Lamina propria (LP) T cells respond poorly to a proliferative stimulus delivered via TCR/CD3 pathway, but retain considerable ability to respond to a stimulus delivered via CD2 costimulatory or accessory pathway. In the present study, we showed first that unstimulated LP T cells, as compared to unstimulated peripheral blood (PB) T cells, exhibit an increased level of apoptosis which is further increased following CD2 pathway stimulation, but not following via TCR/CD3 pathway stimulation. We next showed that IL-2 had a sparing effect on apoptosis of unstimulated LP T cells in that IL-2 decreased and anti-IL-2 increased apoptosis of these cells; in contrast, IL-2 had no effect on apoptosis of CD2-pathway stimulated cells.
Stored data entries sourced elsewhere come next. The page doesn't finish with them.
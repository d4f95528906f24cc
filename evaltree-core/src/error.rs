//! Error types for the evaluation engine.

use thiserror::Error;

use crate::graph::{DagId, NodeId};
use crate::value::ValueType;

/// Result alias used throughout the crate.
pub type Result<T, E = EvalError> = std::result::Result<T, E>;

#[derive(Error, Debug)]
pub enum EvalError {
    #[error("node {0:?} does not exist (discarded or never allocated)")]
    StaleNode(NodeId),
    #[error("node {node:?} was never returned by insert_expression on DAG {dag}")]
    UnknownRoot { node: NodeId, dag: DagId },
    #[error("node {node:?} is already resident in DAG {dag}")]
    AlreadyResident { node: NodeId, dag: DagId },
    #[error("node {node:?} is still used by {parent:?}, which is outside the tree")]
    SharedOutsideTree { node: NodeId, parent: NodeId },
    #[error("node {node:?} is shared by DAG {dag} and cannot be copied")]
    CopyOfResident { node: NodeId, dag: DagId },
    #[error("operator {op} expects {expected} children, got {actual}")]
    ArityMismatch {
        op: &'static str,
        expected: String,
        actual: usize,
    },
    #[error("operator {op} argument {index}: expected {expected}, got {actual}")]
    TypeMismatch {
        op: &'static str,
        index: usize,
        expected: ValueType,
        actual: ValueType,
    },
    #[error("no operator registered for signature {0}")]
    UnknownOperator(String),
    #[error("operator {op} requires argument `{argument}`")]
    MissingArgument { op: String, argument: &'static str },
    #[error("invalid literal for operator {op}: {reason}")]
    InvalidLiteral { op: String, reason: String },
    #[error("invalid expression template: {0}")]
    InvalidTemplate(#[from] serde_json::Error),
    #[error(transparent)]
    Io(#[from] std::io::Error),
}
Finally, we showed that increased apoptosis of LP T cells induced by CD2-pathway stimulation is inhibited when Fas antigen is blocked by a nonstimulatory anti-Fas antibody. These studies suggest that LP T cells are characterized by increased susceptibility to Fas-mediated apoptosis most due to a downstream change in the Fas signaling pathway. Given that IFN-gamma secretion is significantly increased in LP T cells in which apoptosis is inhibited, this feature of LP T cells may represent a mechanism of regulating detrimental immune responses in the mucosal environment.